Saved entries
▽

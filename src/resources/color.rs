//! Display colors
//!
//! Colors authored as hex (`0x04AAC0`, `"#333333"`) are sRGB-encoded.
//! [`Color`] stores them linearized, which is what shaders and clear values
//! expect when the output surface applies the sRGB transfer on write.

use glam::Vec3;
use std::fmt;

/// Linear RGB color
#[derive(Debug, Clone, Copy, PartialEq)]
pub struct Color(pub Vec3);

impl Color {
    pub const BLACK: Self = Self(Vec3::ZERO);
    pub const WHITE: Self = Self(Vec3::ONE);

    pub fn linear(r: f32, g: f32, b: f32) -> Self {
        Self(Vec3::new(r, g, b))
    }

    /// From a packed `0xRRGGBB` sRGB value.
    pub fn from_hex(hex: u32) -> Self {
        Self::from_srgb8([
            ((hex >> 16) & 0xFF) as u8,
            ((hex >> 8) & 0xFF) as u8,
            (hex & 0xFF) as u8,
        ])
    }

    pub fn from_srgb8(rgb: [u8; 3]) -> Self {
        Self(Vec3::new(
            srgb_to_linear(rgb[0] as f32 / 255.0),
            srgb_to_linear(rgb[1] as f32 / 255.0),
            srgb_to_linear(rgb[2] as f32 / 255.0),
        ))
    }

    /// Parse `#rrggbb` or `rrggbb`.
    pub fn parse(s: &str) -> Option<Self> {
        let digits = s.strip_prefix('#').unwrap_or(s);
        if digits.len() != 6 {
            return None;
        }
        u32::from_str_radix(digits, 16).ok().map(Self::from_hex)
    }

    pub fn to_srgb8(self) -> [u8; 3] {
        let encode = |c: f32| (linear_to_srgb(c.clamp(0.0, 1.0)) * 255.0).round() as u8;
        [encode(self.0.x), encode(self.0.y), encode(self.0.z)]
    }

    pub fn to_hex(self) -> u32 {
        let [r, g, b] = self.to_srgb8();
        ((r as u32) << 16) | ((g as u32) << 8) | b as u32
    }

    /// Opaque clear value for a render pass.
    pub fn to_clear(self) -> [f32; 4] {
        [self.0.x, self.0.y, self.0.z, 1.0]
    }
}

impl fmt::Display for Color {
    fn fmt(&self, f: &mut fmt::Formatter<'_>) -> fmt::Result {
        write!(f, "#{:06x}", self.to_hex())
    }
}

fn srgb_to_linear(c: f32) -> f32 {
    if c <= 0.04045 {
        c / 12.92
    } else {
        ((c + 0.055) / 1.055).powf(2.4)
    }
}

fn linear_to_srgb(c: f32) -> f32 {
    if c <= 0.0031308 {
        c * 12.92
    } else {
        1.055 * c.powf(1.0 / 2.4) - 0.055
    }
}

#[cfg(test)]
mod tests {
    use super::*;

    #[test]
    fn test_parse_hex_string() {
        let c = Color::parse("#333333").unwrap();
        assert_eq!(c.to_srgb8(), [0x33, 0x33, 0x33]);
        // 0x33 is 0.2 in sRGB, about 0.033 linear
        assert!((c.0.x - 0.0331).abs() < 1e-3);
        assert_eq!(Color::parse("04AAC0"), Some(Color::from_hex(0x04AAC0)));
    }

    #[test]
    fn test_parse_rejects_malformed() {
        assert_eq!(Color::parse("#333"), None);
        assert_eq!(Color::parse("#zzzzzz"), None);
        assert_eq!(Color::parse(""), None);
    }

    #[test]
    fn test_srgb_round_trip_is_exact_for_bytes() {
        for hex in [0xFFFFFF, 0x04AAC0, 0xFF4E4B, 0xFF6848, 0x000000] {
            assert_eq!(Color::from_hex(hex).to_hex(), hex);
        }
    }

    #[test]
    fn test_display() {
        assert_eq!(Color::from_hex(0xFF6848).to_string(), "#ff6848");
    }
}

△

Task brief
Wherever a line of the entries holds the string "None", copy that line.

Completed task
            return None;
        assert_eq!(Color::parse("#333"), None);
        assert_eq!(Color::parse("#zzzzzz"), None);
        assert_eq!(Color::parse(""), None);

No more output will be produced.